- TASK DESCRIPTION:
Where does the string "position" occur in the entries below? Copy every line where it does.

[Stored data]
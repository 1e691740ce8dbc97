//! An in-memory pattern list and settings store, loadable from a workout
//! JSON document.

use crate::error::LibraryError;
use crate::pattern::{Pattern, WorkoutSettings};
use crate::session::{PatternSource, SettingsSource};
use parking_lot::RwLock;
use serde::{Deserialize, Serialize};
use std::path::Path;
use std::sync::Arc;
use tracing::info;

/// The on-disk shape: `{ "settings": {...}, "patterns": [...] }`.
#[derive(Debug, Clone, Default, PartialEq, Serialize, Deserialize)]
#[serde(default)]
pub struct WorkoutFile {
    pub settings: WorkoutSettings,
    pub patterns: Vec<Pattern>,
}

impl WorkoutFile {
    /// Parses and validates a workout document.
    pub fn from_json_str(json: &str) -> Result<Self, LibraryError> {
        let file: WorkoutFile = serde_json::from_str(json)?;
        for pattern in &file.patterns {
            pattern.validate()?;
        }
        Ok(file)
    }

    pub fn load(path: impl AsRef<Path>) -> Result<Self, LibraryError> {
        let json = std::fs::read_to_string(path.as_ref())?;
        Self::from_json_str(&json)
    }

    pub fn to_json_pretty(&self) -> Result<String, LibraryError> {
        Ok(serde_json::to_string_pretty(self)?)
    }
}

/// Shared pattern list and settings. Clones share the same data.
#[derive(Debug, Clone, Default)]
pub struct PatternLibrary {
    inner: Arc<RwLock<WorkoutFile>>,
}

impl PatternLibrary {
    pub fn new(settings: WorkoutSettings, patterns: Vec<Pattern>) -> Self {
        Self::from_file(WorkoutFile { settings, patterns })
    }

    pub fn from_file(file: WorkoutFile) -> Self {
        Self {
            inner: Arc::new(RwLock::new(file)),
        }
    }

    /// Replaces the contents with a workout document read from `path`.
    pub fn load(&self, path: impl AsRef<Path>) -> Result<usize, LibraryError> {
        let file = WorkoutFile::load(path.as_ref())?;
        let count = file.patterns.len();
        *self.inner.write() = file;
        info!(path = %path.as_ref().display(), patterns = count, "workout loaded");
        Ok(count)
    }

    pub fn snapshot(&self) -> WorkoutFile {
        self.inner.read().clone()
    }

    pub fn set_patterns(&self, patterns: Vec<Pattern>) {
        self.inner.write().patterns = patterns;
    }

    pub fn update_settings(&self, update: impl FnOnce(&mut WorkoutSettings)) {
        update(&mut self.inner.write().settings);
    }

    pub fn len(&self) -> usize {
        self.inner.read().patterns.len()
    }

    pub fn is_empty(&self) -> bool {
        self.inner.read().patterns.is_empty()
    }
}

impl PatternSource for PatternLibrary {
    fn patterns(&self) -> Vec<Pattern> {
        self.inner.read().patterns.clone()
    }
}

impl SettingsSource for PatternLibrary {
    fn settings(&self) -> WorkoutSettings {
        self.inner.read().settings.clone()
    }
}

--

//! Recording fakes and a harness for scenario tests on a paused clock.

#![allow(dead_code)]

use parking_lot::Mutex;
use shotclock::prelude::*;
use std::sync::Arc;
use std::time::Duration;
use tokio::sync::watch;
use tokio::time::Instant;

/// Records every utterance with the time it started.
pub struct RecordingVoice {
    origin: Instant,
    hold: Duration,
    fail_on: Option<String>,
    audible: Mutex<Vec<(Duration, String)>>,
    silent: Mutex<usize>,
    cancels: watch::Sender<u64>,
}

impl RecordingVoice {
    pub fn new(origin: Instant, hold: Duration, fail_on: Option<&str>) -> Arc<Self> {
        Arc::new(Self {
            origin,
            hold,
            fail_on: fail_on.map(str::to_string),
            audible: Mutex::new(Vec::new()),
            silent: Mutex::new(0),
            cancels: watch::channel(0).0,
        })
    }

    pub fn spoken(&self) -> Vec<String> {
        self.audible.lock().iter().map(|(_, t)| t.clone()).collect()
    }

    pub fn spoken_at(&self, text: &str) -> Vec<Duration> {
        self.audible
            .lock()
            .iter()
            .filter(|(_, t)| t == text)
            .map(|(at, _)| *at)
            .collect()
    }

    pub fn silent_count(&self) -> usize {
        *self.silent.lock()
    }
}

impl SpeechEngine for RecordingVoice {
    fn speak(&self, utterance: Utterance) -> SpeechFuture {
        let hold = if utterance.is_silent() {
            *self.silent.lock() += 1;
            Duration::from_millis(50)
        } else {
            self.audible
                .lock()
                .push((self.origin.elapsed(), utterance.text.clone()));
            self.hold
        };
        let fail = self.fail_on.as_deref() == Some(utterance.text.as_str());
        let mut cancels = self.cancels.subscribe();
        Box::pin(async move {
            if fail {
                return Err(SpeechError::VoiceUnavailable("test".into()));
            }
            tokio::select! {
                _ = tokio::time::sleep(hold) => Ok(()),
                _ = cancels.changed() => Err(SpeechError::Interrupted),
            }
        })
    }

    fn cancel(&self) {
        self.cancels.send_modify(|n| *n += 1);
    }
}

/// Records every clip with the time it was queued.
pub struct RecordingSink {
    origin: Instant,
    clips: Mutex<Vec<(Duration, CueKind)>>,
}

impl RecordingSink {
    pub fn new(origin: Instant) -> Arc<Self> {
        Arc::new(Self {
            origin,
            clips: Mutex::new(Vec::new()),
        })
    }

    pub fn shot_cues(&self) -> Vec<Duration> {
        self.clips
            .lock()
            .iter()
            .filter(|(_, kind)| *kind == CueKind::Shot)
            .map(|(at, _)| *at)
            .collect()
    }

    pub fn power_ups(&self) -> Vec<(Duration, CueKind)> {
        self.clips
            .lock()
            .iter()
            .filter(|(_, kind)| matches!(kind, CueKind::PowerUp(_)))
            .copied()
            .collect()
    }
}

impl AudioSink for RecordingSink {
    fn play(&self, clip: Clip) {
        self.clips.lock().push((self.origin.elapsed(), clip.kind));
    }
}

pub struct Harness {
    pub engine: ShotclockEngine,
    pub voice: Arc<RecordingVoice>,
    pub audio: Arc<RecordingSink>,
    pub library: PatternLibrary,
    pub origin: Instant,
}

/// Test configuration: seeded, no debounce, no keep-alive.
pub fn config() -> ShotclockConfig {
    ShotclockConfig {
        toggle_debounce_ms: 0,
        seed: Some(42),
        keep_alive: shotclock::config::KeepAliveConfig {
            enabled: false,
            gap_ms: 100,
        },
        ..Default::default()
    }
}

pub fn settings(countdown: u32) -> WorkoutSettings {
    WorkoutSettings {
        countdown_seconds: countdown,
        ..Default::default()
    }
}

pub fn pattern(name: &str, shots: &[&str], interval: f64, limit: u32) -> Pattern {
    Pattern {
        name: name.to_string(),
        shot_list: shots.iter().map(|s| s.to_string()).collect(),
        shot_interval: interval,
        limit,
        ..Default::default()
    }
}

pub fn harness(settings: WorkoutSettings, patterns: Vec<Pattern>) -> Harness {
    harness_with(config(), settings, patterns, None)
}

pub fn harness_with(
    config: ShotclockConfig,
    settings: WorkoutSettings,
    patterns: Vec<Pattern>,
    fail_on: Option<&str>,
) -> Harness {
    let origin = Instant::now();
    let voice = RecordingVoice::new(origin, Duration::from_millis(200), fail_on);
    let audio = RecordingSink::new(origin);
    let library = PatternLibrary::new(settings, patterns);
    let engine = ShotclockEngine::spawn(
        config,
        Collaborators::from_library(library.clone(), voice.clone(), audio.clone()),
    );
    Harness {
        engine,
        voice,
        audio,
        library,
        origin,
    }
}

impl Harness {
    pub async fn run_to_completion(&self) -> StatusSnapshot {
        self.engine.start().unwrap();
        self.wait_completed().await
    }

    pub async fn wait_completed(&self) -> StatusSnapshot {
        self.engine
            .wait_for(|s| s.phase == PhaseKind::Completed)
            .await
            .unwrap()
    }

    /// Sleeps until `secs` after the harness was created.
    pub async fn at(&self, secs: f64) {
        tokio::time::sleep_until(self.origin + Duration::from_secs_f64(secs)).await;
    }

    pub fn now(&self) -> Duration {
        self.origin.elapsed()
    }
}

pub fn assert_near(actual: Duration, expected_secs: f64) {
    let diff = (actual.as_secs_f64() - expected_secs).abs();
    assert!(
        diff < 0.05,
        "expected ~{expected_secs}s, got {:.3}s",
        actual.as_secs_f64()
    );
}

---

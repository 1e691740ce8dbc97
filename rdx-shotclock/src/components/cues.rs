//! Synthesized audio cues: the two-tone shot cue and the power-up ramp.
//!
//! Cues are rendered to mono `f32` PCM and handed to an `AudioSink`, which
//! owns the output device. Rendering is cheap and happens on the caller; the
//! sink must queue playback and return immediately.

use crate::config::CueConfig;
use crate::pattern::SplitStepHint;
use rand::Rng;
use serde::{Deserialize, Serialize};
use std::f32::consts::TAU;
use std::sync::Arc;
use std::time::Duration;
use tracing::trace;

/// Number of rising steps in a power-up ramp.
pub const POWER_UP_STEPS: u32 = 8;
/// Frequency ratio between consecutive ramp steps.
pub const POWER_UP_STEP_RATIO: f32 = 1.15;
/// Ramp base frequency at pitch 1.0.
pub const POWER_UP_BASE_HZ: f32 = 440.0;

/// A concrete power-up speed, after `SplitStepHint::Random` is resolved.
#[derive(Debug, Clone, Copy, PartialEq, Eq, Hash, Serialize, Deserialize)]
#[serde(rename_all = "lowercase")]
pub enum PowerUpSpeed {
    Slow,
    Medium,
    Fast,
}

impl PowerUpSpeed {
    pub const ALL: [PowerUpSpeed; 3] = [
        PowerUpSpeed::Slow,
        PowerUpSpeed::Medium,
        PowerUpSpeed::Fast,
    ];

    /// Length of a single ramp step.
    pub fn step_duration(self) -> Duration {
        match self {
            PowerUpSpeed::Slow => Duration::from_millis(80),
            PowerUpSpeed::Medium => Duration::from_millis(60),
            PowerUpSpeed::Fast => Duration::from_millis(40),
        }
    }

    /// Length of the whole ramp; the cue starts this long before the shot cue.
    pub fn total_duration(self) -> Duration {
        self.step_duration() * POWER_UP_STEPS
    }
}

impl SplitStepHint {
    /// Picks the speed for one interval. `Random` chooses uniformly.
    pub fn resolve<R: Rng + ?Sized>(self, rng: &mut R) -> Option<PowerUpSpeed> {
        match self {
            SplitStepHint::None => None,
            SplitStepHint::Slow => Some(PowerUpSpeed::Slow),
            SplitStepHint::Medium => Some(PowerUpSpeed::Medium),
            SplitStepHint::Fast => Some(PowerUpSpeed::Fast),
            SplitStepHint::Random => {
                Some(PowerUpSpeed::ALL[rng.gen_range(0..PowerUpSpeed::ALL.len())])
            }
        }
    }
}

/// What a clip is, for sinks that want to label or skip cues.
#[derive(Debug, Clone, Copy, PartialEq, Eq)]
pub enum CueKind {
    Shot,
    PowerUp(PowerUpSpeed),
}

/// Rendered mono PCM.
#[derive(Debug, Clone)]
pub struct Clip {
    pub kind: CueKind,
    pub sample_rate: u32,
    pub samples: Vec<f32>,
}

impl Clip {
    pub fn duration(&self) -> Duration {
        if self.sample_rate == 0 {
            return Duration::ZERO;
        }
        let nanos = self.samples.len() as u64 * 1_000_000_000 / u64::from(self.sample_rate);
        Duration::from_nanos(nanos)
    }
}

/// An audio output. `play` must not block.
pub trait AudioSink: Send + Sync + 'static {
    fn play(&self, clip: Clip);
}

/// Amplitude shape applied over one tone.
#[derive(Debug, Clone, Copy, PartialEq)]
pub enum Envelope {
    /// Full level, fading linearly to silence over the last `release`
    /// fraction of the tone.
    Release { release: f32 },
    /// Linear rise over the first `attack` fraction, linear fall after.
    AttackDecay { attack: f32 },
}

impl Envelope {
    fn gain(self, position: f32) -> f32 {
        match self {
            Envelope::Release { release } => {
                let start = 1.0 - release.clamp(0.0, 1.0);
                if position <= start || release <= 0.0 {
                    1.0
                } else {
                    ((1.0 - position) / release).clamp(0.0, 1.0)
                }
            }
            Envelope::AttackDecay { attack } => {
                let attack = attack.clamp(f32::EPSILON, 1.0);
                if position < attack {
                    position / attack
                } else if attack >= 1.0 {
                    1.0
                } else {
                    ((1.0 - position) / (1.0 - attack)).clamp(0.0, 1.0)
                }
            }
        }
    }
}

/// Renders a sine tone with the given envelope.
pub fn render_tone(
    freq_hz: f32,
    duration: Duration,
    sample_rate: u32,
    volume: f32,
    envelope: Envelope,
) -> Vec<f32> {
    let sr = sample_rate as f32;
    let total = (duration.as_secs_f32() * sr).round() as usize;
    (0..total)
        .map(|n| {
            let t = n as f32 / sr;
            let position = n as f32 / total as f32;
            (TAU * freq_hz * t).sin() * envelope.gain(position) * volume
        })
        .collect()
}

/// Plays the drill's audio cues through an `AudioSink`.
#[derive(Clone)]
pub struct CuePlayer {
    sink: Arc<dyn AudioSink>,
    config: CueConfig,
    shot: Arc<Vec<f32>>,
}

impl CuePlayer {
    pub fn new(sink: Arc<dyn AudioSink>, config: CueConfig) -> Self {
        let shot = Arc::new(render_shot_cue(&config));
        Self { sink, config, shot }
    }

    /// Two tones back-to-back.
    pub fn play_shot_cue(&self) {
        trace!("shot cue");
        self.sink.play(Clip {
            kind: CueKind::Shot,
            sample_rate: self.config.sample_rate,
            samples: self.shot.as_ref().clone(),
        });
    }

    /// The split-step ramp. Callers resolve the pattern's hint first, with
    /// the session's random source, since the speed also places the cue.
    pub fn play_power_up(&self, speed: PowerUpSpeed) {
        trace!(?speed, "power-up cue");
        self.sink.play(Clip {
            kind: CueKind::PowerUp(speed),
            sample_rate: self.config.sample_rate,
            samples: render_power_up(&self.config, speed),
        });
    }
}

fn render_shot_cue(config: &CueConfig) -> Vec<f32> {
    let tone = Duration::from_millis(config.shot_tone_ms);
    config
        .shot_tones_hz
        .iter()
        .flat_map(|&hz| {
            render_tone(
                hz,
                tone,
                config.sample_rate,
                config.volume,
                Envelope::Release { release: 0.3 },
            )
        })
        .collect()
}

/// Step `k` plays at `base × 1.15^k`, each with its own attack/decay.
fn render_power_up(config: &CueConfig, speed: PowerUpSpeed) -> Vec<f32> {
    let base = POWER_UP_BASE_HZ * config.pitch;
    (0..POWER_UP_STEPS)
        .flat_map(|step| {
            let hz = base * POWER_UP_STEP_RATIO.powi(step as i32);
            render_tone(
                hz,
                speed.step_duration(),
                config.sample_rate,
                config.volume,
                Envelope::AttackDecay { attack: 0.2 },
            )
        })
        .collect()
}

- SOLUTION BELOW:
    fn gain(self, position: f32) -> f32 {
                if position <= start || release <= 0.0 {
                    ((1.0 - position) / release).clamp(0.0, 1.0)
                if position < attack {
                    position / attack
                    ((1.0 - position) / (1.0 - attack)).clamp(0.0, 1.0)
            let position = n as f32 / total as f32;
            (TAU * freq_hz * t).sin() * envelope.gain(position) * volume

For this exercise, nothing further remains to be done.